* TASK REQUIREMENTS
Lines from the top of the entries down to the line with "rest /= factor;" must be set down exactly as they stand, with both ends retained.

Collected data entries
-=-=-=-=-

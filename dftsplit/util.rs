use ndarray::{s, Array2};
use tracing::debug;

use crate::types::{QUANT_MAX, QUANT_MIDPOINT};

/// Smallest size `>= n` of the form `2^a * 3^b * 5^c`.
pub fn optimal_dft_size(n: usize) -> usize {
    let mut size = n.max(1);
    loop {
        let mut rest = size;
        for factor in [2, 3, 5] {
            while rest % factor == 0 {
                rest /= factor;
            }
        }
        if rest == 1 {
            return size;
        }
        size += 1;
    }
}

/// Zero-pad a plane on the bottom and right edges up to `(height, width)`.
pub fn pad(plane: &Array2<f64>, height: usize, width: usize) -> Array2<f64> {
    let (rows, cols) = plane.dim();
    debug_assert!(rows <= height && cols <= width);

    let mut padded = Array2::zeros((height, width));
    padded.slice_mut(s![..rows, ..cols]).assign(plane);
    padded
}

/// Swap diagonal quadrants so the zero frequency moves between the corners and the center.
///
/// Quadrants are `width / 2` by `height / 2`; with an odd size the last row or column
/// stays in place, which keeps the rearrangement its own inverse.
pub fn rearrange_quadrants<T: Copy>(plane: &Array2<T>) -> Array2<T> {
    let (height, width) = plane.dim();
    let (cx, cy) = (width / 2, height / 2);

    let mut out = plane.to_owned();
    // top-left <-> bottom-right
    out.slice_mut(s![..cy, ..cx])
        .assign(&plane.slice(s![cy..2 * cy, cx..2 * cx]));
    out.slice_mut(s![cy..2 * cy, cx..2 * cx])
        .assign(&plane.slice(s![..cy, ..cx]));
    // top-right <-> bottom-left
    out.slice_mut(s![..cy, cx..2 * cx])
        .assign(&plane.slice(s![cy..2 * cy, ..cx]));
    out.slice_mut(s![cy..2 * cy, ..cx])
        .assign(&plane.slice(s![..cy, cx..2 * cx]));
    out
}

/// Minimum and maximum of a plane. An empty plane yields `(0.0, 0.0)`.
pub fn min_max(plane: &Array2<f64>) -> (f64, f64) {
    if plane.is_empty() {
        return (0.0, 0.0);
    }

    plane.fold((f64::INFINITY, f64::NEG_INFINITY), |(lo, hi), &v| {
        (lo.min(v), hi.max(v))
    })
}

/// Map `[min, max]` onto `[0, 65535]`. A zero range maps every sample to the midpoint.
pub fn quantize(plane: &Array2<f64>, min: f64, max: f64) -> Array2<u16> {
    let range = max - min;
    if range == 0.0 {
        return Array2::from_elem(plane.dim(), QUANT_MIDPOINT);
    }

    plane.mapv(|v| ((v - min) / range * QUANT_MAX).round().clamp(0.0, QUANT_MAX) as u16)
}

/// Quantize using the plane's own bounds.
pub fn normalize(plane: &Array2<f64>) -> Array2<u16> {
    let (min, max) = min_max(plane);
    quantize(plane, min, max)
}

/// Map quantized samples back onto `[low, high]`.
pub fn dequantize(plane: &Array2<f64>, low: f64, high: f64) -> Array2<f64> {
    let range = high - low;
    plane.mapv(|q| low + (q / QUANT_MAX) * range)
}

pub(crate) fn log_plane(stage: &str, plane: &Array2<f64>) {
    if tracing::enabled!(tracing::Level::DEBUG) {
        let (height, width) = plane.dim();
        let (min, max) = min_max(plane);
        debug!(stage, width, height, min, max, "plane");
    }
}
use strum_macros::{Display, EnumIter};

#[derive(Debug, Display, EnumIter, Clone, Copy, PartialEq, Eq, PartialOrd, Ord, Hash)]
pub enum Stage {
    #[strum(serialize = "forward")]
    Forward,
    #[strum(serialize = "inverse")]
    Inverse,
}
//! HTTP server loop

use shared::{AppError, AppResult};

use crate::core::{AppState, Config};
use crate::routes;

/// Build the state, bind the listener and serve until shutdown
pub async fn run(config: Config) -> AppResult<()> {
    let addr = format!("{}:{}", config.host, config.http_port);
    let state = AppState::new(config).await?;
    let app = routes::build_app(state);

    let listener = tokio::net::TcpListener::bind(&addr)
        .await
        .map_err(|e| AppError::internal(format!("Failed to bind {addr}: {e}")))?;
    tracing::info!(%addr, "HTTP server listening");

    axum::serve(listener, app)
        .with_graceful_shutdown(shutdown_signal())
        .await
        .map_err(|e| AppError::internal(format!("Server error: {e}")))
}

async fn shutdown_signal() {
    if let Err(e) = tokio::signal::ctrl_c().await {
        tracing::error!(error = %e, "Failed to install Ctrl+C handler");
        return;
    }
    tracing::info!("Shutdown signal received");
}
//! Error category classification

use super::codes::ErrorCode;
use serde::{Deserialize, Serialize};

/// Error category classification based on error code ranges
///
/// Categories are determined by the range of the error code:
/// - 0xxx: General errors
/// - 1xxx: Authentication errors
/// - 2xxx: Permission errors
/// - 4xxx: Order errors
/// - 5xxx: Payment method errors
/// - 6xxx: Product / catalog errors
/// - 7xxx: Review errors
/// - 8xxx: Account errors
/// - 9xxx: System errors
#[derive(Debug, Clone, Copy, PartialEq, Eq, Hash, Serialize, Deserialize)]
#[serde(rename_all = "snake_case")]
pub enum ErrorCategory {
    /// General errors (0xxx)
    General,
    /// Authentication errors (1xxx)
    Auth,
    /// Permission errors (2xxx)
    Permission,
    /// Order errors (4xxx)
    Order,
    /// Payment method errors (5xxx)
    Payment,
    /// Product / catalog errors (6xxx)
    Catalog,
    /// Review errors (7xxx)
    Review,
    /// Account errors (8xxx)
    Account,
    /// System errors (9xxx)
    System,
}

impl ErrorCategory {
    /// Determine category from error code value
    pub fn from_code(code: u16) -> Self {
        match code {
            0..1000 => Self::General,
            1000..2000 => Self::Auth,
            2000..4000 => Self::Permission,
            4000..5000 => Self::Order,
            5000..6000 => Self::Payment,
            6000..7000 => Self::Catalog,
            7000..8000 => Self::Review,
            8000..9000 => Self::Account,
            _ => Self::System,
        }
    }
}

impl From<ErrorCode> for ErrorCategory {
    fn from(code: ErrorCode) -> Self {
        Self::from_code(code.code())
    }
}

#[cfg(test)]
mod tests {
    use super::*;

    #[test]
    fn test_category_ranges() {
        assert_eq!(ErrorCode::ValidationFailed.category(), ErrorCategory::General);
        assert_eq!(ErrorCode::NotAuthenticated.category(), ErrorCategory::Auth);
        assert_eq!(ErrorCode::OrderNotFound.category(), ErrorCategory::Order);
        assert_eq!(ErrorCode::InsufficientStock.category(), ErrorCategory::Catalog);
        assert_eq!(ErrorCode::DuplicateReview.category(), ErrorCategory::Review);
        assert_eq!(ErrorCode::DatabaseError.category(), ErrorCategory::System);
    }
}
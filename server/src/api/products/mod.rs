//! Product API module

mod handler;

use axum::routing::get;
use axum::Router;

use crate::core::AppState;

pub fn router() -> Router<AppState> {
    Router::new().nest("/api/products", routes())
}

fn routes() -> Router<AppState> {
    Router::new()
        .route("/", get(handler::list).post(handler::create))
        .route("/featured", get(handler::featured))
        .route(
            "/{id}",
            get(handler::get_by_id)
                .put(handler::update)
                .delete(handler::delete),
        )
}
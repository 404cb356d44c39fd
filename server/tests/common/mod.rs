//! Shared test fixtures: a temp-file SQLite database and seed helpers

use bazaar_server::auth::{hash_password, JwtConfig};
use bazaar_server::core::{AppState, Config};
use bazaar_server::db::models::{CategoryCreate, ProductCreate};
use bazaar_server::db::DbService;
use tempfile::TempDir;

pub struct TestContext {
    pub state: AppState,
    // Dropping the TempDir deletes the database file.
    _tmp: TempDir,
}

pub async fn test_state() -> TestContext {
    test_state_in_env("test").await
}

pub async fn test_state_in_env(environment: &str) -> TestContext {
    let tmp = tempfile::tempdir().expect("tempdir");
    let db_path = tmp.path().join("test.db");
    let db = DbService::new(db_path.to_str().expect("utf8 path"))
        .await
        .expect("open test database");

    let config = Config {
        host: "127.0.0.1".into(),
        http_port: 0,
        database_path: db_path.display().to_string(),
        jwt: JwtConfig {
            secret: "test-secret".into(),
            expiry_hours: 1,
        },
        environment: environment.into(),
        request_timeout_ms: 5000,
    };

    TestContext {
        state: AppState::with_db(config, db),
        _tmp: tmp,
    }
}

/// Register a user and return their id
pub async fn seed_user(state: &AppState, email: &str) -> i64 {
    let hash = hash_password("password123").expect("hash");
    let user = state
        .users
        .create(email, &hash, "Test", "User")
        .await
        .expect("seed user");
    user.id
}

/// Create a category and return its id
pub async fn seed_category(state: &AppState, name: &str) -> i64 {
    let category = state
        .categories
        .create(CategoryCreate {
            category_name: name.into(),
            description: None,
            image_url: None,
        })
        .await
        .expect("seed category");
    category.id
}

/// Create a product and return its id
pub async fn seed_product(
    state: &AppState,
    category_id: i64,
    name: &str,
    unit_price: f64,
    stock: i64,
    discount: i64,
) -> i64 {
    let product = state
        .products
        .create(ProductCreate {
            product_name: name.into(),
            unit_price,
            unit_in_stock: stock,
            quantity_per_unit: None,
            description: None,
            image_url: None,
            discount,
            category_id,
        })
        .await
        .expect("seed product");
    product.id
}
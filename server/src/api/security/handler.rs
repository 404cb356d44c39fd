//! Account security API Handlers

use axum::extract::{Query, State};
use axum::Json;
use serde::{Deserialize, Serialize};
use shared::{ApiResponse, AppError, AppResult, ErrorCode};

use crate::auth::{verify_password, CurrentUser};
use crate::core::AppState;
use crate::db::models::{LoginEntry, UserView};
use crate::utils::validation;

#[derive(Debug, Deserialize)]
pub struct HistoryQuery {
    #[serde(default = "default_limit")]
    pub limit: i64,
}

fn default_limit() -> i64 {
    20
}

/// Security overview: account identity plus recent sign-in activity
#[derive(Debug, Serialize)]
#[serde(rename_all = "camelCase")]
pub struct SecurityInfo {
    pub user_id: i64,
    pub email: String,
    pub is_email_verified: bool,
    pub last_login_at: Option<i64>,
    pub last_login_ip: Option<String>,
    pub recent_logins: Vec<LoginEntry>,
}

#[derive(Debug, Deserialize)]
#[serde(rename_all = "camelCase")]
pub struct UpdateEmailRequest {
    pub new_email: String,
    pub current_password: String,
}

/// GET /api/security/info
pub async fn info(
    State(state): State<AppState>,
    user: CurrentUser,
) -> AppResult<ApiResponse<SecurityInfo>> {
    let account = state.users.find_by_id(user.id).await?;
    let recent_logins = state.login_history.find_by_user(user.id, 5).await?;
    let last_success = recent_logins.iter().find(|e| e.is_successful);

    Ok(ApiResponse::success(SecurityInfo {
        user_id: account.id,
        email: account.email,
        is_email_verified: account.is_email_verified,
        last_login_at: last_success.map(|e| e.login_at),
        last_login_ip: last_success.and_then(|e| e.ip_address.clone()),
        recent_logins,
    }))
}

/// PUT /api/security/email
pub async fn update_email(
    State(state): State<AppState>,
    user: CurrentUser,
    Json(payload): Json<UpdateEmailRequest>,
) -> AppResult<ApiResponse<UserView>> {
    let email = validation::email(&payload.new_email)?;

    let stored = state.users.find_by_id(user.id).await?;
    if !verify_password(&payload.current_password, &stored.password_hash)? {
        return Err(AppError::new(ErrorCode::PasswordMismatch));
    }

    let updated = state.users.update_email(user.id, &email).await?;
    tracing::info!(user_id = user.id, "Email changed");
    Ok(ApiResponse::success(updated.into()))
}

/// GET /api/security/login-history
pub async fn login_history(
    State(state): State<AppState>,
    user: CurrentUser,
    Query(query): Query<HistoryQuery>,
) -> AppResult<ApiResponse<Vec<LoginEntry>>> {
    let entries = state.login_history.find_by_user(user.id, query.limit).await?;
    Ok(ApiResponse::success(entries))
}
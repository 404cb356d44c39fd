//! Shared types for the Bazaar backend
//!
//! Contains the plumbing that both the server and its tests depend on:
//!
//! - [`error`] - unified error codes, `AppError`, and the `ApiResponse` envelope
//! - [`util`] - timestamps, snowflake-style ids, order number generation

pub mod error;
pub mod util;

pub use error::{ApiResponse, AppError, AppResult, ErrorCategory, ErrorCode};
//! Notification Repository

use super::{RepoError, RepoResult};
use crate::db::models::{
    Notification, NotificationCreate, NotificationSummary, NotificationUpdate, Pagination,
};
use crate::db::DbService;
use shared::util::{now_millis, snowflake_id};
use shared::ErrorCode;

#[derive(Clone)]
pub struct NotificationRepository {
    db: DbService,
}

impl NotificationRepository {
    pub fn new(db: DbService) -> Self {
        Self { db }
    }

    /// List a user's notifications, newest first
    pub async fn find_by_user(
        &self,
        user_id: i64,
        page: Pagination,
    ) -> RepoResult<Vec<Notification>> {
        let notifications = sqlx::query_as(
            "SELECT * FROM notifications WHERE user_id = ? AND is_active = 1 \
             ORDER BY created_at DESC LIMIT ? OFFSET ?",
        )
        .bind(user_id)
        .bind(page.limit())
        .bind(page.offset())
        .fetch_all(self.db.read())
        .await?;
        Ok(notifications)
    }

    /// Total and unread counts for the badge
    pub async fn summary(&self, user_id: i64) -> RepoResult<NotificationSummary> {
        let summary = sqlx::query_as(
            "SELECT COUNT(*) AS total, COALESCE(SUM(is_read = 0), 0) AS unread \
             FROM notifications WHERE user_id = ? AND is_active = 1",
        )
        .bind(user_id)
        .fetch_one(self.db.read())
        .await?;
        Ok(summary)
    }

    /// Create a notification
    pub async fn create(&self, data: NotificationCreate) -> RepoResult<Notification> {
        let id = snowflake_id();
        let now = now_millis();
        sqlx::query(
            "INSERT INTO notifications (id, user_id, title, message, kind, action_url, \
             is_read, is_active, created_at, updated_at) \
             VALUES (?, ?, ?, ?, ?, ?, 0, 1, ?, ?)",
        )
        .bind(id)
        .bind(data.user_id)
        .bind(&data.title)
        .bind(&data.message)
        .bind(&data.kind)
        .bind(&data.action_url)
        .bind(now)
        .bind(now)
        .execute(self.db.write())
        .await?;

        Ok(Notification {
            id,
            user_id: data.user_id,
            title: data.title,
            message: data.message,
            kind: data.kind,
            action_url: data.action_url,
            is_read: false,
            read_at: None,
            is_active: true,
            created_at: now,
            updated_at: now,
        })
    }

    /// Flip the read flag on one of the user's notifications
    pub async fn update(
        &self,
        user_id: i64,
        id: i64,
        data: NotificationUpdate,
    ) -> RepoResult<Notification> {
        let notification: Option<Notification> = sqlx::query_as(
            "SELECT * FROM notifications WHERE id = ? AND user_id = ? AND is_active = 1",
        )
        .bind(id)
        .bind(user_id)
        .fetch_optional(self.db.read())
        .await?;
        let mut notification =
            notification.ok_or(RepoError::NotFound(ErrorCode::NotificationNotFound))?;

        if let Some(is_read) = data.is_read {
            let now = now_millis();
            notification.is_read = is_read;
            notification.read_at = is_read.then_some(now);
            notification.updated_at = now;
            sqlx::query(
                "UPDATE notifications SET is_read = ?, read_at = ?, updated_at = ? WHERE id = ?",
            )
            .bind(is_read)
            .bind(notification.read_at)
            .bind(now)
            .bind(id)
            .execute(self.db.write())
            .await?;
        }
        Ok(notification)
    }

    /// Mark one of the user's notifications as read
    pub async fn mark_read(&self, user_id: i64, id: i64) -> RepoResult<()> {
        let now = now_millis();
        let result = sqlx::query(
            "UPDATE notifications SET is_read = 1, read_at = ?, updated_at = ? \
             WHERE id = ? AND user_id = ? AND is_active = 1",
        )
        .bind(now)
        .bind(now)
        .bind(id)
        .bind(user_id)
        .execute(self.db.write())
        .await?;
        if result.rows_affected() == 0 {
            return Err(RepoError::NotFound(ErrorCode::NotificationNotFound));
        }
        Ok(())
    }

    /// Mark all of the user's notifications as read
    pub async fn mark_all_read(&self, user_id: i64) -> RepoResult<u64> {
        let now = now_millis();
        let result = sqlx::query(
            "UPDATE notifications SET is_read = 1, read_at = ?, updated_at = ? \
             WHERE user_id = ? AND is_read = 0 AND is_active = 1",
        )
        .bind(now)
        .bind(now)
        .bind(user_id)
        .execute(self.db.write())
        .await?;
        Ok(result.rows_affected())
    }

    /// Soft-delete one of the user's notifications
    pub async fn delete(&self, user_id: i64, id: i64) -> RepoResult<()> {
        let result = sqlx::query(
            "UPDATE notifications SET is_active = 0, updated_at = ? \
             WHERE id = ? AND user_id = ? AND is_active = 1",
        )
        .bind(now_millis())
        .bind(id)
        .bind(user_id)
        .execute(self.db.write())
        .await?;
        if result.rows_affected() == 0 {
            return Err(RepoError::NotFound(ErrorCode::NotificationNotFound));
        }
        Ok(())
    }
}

-=-=-=-=-

* RESULT OF THIS TASK
filename dftsplit/util.rs
use ndarray::{s, Array2};
use tracing::debug;

use crate::types::{QUANT_MAX, QUANT_MIDPOINT};

/// Smallest size `>= n` of the form `2^a * 3^b * 5^c`.
pub fn optimal_dft_size(n: usize) -> usize {
    let mut size = n.max(1);
    loop {
        let mut rest = size;
        for factor in [2, 3, 5] {
            while rest % factor == 0 {
                rest /= factor;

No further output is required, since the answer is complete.